In the listing below, the answer starts at the line that has "rank, verify, select." and stops after the line that has "fn fmt(&self, f: &mut"; please repeat that part exactly and nothing more.
● ● ● ●
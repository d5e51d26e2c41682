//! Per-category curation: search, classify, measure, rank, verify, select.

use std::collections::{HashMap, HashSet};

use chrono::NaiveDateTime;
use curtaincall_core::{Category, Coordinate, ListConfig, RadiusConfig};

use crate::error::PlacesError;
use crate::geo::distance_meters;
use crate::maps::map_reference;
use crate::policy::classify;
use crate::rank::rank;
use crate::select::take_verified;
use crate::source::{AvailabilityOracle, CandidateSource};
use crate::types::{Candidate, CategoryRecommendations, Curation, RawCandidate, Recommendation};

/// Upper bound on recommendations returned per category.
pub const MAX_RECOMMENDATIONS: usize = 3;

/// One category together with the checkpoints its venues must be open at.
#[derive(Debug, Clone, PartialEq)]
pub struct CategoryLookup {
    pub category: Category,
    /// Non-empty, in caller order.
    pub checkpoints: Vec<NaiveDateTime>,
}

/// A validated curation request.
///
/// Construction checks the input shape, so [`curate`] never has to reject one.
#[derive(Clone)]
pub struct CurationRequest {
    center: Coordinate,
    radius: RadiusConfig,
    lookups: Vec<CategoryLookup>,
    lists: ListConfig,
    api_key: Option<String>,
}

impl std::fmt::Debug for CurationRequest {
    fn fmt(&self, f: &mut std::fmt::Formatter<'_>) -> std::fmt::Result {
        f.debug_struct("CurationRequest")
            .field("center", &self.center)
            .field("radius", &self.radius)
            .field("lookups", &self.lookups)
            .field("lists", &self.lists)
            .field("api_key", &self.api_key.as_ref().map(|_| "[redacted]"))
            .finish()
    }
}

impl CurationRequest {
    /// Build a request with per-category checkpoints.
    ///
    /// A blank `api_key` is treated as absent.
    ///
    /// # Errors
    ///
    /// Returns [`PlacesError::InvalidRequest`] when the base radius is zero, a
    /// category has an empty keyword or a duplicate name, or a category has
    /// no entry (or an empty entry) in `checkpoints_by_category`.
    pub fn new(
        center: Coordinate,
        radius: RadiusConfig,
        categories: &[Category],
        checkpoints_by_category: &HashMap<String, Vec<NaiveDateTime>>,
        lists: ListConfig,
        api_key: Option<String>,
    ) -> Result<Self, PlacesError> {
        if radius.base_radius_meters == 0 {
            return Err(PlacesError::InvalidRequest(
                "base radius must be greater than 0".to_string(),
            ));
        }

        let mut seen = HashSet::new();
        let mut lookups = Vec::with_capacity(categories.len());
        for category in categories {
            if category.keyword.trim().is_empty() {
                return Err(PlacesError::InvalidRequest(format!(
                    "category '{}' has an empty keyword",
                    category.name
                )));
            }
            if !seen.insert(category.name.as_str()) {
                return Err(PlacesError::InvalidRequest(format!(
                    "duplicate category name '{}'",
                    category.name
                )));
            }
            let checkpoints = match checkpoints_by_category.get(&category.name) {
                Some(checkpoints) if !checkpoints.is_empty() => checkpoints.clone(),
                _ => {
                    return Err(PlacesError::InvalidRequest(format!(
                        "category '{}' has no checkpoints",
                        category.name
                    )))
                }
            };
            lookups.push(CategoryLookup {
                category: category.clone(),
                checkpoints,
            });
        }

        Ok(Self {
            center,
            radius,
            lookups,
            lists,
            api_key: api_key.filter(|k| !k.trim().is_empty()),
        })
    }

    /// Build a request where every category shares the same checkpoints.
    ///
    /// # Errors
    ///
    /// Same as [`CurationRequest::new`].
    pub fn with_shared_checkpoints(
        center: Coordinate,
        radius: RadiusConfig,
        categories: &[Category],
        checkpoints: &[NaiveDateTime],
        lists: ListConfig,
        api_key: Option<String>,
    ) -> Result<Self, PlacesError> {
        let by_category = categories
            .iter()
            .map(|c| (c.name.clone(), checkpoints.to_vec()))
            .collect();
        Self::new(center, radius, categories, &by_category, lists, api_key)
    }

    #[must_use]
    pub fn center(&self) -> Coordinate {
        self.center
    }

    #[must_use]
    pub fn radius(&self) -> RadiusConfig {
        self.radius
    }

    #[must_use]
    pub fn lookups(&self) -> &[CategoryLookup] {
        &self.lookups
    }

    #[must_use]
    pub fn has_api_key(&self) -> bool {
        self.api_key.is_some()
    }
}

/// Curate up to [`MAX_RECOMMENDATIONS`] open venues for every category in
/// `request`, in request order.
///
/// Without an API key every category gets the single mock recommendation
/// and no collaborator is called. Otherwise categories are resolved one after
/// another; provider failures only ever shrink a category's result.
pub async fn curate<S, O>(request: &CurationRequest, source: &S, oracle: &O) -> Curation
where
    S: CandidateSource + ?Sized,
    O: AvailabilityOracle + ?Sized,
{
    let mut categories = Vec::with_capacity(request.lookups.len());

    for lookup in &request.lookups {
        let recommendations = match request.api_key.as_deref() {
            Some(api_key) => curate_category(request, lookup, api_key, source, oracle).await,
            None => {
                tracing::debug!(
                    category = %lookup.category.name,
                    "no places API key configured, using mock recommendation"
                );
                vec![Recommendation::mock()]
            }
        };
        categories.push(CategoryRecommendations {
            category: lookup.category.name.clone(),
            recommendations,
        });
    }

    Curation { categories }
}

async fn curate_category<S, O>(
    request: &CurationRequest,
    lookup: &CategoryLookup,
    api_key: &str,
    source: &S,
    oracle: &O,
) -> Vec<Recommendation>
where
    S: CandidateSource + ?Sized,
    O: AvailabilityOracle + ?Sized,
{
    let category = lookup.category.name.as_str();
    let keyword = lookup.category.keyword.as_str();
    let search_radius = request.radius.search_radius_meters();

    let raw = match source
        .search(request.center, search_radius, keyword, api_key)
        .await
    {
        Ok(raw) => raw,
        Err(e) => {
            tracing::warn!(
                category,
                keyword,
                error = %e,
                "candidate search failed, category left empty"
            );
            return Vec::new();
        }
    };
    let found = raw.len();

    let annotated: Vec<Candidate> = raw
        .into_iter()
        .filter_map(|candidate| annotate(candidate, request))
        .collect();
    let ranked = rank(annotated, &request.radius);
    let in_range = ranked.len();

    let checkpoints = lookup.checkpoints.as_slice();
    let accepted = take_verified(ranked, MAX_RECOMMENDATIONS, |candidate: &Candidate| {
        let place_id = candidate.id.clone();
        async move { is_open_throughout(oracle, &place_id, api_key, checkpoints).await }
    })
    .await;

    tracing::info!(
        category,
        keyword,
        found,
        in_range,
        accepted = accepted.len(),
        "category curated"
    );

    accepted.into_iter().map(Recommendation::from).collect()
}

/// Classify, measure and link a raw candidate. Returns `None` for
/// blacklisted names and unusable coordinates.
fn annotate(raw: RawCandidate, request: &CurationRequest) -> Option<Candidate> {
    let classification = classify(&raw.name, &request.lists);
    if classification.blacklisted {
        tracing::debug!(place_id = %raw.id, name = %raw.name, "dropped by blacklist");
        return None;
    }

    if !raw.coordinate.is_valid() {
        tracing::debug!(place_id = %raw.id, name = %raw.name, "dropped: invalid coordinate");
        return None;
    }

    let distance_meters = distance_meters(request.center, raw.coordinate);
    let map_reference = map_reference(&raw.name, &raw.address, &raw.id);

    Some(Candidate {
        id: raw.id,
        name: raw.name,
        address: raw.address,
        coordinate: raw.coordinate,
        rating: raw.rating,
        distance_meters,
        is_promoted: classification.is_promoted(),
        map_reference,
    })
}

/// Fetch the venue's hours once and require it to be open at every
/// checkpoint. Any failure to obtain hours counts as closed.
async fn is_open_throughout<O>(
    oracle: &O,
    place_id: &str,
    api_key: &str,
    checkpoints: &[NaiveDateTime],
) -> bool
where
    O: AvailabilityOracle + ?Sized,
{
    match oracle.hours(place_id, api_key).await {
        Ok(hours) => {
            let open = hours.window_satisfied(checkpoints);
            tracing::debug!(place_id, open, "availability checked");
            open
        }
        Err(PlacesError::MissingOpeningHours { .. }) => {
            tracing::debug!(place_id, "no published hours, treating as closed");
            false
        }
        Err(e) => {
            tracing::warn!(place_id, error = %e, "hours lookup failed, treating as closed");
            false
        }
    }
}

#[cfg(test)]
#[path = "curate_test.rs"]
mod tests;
● ● ● ●
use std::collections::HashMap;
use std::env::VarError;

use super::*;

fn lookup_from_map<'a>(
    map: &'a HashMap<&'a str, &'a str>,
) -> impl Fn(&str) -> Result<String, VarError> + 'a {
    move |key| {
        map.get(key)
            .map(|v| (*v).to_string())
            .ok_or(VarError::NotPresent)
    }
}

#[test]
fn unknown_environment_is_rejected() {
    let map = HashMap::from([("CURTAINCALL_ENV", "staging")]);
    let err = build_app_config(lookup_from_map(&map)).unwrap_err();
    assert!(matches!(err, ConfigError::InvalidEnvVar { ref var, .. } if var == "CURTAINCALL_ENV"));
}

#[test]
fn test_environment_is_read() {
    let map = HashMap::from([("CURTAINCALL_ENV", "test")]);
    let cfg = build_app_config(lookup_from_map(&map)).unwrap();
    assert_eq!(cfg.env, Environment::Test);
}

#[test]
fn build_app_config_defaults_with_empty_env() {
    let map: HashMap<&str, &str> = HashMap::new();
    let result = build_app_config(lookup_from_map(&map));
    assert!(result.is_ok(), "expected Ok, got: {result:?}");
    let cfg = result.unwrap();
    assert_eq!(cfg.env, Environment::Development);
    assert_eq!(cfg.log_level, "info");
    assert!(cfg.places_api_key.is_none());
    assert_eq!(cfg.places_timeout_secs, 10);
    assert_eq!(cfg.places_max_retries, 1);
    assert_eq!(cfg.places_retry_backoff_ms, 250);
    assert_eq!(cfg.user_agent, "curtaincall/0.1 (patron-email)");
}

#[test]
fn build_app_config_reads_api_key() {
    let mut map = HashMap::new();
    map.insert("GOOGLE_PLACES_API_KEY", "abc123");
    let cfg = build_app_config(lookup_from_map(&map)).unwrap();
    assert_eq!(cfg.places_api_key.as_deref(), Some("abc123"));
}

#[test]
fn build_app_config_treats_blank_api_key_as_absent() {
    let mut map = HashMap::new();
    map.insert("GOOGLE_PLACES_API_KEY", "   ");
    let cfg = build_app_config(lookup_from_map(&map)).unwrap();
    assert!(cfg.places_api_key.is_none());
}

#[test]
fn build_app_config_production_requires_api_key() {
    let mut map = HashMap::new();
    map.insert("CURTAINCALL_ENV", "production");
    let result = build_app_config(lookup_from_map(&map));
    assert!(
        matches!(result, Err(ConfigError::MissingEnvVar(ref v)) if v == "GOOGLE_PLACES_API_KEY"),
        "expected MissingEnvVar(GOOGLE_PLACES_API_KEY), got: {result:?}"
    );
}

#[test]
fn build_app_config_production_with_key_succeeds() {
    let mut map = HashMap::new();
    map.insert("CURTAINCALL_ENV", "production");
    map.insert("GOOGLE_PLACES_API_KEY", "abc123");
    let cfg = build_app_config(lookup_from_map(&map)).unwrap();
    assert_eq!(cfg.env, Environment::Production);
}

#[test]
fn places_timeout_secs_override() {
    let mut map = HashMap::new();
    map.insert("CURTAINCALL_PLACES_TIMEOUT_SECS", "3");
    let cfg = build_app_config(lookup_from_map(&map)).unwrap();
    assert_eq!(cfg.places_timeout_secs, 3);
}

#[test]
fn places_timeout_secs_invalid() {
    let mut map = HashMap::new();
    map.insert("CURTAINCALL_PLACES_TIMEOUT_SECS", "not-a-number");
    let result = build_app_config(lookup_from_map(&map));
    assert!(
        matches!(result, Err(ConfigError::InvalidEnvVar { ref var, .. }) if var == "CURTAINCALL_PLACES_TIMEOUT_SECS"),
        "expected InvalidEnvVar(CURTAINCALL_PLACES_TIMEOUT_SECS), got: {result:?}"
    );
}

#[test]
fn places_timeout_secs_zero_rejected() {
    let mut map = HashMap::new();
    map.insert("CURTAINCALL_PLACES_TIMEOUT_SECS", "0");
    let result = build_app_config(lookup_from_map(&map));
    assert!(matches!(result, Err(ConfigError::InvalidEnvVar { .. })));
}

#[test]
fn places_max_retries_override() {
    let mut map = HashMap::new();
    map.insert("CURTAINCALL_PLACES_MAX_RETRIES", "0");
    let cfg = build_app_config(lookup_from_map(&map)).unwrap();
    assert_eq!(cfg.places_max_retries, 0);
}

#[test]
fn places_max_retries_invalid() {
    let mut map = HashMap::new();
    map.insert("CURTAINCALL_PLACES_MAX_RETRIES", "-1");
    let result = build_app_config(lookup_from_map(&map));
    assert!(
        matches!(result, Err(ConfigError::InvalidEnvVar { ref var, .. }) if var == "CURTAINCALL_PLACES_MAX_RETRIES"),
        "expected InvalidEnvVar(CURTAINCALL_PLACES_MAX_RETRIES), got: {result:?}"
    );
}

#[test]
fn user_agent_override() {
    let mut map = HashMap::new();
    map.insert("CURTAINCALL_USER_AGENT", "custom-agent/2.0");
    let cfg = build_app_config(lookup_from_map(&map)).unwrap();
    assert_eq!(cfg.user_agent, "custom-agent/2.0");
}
● ● ● ●
Answer space:
//! Per-category curation: search, classify, measure, rank, verify, select.

use std::collections::{HashMap, HashSet};

use chrono::NaiveDateTime;
use curtaincall_core::{Category, Coordinate, ListConfig, RadiusConfig};

use crate::error::PlacesError;
use crate::geo::distance_meters;
use crate::maps::map_reference;
use crate::policy::classify;
use crate::rank::rank;
use crate::select::take_verified;
use crate::source::{AvailabilityOracle, CandidateSource};
use crate::types::{Candidate, CategoryRecommendations, Curation, RawCandidate, Recommendation};

/// Upper bound on recommendations returned per category.
pub const MAX_RECOMMENDATIONS: usize = 3;

/// One category together with the checkpoints its venues must be open at.
#[derive(Debug, Clone, PartialEq)]
pub struct CategoryLookup {
    pub category: Category,
    /// Non-empty, in caller order.
    pub checkpoints: Vec<NaiveDateTime>,
}

/// A validated curation request.
///
/// Construction checks the input shape, so [`curate`] never has to reject one.
#[derive(Clone)]
pub struct CurationRequest {
    center: Coordinate,
    radius: RadiusConfig,
    lookups: Vec<CategoryLookup>,
    lists: ListConfig,
    api_key: Option<String>,
}

impl std::fmt::Debug for CurationRequest {
    fn fmt(&self, f: &mut std::fmt::Formatter<'_>) -> std::fmt::Result {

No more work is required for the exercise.